TASK DIRECTIONS: Look through the entries below and return all lines including the word "contains".

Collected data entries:
────────
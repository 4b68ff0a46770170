use std::fmt;
use std::fmt::{Display, Formatter};

#[derive(Debug)]
pub enum LibraryError {
    Database {
        message: String,
        reason_code: Option<String>,
        retryable: bool,
    },
    AccessDenied {
        message: String,
        reason_code: Option<String>,
    },
    DuplicateKey {
        message: String,
    },
    NotFound {
        message: String,
    },
    // This is a retry-able error, which indicates that the record being written was changed by
    // another writer after it was read (version mismatch) or that the store was throttled.
    // The caller can re-read the record and retry with or without a backoff.
    CurrentlyUnavailable {
        message: String,
        reason_code: Option<String>,
        retryable: bool,
    },
    Validation {
        message: String,
        reason_code: Option<String>,
    },
    Serialization {
        message: String,
    },
    Runtime {
        message: String,
        reason_code: Option<String>,
    },
}

impl LibraryError {
    pub fn database(message: &str, reason_code: Option<String>, retryable: bool) -> LibraryError {
        LibraryError::Database { message: message.to_string(), reason_code, retryable }
    }

    pub fn access_denied(message: &str, reason_code: Option<String>) -> LibraryError {
        LibraryError::AccessDenied { message: message.to_string(), reason_code }
    }

    pub fn duplicate_key(message: &str) -> LibraryError {
        LibraryError::DuplicateKey { message: message.to_string() }
    }

    pub fn not_found(message: &str) -> LibraryError {
        LibraryError::NotFound { message: message.to_string() }
    }

    pub fn unavailable(message: &str, reason_code: Option<String>, retryable: bool) -> LibraryError {
        LibraryError::CurrentlyUnavailable { message: message.to_string(), reason_code, retryable }
    }

    pub fn database_or_unavailable(message: &str, reason: Option<String>, retryable: bool) -> LibraryError {
        if retryable {
            LibraryError::unavailable(
                format!("ddb database unavailable error {:?} {:?}", message, reason).as_str(), reason, true)
        } else if let Some(ref reason_val) = reason {
            if reason_val.as_str().contains("404") {
                LibraryError::not_found(
                    format!("not found error {:?} {:?}", message, reason).as_str())
            } else if reason_val.as_str().contains("400") && message.contains("ConditionalCheckFailed") {
                LibraryError::unavailable(
                    format!("stale version error {:?} {:?}", message, reason).as_str(), reason, true)
            } else if reason_val.as_str().contains("400") {
                LibraryError::access_denied(
                    format!("access-denied error {:?} {:?}", message, reason).as_str(), reason)
            } else {
                LibraryError::database(
                    format!("ddb database error {:?} {:?}", message, reason).as_str(), reason, false)
            }
        } else {
            LibraryError::database(
                format!("ddb database error {:?} {:?}", message, reason).as_str(), reason, false)
        }
    }

    pub fn validation(message: &str, reason_code: Option<String>) -> LibraryError {
        LibraryError::Validation { message: message.to_string(), reason_code }
    }

    pub fn serialization(message: &str) -> LibraryError {
        LibraryError::Serialization { message: message.to_string() }
    }

    pub fn runtime(message: &str, reason_code: Option<String>) -> LibraryError {
        LibraryError::Runtime { message: message.to_string(), reason_code }
    }

    pub fn retryable(&self) -> bool {
        match self {
            LibraryError::Database { retryable, .. } => { *retryable }
            LibraryError::AccessDenied { .. } => { false }
            LibraryError::DuplicateKey { .. } => { false }
            LibraryError::NotFound { .. } => { false }
            LibraryError::CurrentlyUnavailable { retryable, .. } => { *retryable }
            LibraryError::Validation { .. } => { false }
            LibraryError::Serialization { .. } => { false }
            LibraryError::Runtime { .. } => { false }
        }
    }

    pub fn is_not_found(&self) -> bool {
        matches!(self, LibraryError::NotFound { .. })
    }
}

impl From<std::io::Error> for LibraryError {
    fn from(err: std::io::Error) -> Self {
        LibraryError::runtime(
            format!("serde io {:?}", err).as_str(), None)
    }
}

impl From<serde_json::Error> for LibraryError {
    fn from(err: serde_json::Error) -> Self {
        LibraryError::serialization(
            format!("serde json parsing {:?}", err).as_str())
    }
}

impl From<config::ConfigError> for LibraryError {
    fn from(err: config::ConfigError) -> Self {
        LibraryError::validation(
            format!("invalid configuration {}", err).as_str(), None)
    }
}

impl From<String> for LibraryError {
    fn from(err: String) -> Self {
        LibraryError::serialization(
            format!("serde parsing {:?}", err).as_str())
    }
}

impl Display for LibraryError {
    fn fmt(&self, f: &mut Formatter<'_>) -> fmt::Result {
        match self {
            LibraryError::Database { message, reason_code, retryable } => {
                write!(f, "{} {:?} {}", message, reason_code, retryable)
            }
            LibraryError::AccessDenied { message, reason_code } => {
                write!(f, "{} {:?}", message, reason_code)
            }
            LibraryError::DuplicateKey { message } => {
                write!(f, "{}", message)
            }
            LibraryError::NotFound { message } => {
                write!(f, "{}", message)
            }
            LibraryError::CurrentlyUnavailable { message, reason_code, retryable } => {
                write!(f, "{} {:?} {}", message, reason_code, retryable)
            }
            LibraryError::Validation { message, reason_code } => {
                write!(f, "{} {:?}", message, reason_code)
            }
            LibraryError::Serialization { message } => {
                write!(f, "{}", message)
            }
            LibraryError::Runtime { message, reason_code } => {
                write!(f, "{} {:?}", message, reason_code)
            }
        }
    }
}

impl std::error::Error for LibraryError {}

/// A specialized Result type for the library services and repositories.
pub type LibraryResult<T> = Result<T, LibraryError>;

#[cfg(test)]
mod tests {
    use crate::core::library::LibraryError;

    #[tokio::test]
    async fn test_should_create_database_error() {
        assert!(matches!(LibraryError::database("test", None, false), LibraryError::Database{ message: _, reason_code: _, retryable: _ }));
    }

    #[tokio::test]
    async fn test_should_create_access_error() {
        assert!(matches!(LibraryError::access_denied("test", None), LibraryError::AccessDenied{ message: _, reason_code: _ }));
    }

    #[tokio::test]
    async fn test_should_create_duplicate_key_error() {
        assert!(matches!(LibraryError::duplicate_key("test"), LibraryError::DuplicateKey{ message: _ }));
    }

    #[tokio::test]
    async fn test_should_create_not_found_error() {
        let err = LibraryError::not_found("test");
        assert!(matches!(err, LibraryError::NotFound{ message: _ }));
        assert!(err.is_not_found());
        assert!(!LibraryError::runtime("test", None).is_not_found());
    }

    #[tokio::test]
    async fn test_should_create_database_or_unavailable_error() {
        assert!(matches!(LibraryError::database_or_unavailable("test", None, true), LibraryError::CurrentlyUnavailable{ message: _, reason_code: _, retryable: true }));
        assert!(matches!(LibraryError::database_or_unavailable("test", Some("404".to_string()), false), LibraryError::NotFound{ message: _ }));
        assert!(matches!(LibraryError::database_or_unavailable("test", Some("400".to_string()), false), LibraryError::AccessDenied{ message: _, reason_code: _ }));
        assert!(matches!(LibraryError::database_or_unavailable("ConditionalCheckFailedException", Some("400 Bad Request".to_string()), false), LibraryError::CurrentlyUnavailable{ message: _, reason_code: _, retryable: true }));
        assert!(matches!(LibraryError::database_or_unavailable("test", Some("500".to_string()), false), LibraryError::Database{ message: _, reason_code: _, retryable: _ }));
        assert!(matches!(LibraryError::database_or_unavailable("test", None, false), LibraryError::Database{ message: _, reason_code: _, retryable: _ }));
    }

    #[tokio::test]
    async fn test_should_create_retryable_error() {
        assert!(!LibraryError::database("test", None, false).retryable());
        assert!(!LibraryError::access_denied("test", None).retryable());
        assert!(!LibraryError::duplicate_key("test").retryable());
        assert!(!LibraryError::not_found("test").retryable());
        assert!(!LibraryError::unavailable("test", None, false).retryable());
        assert!(LibraryError::unavailable("test", None, true).retryable());
        assert!(!LibraryError::validation("test", None).retryable());
        assert!(!LibraryError::serialization("test").retryable());
        assert!(!LibraryError::runtime("test", None).retryable());
    }

    #[tokio::test]
    async fn test_should_format_error() {
        assert_eq!("book 7 not found", LibraryError::not_found("book 7 not found").to_string());
        assert_eq!("bad input Some(\"400\")", LibraryError::validation("bad input", Some("400".to_string())).to_string());
    }
}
────────
ANSWER TO THE PROBLEM:
            if reason_val.as_str().contains("404") {
            } else if reason_val.as_str().contains("400") && message.contains("ConditionalCheckFailed") {
            } else if reason_val.as_str().contains("400") {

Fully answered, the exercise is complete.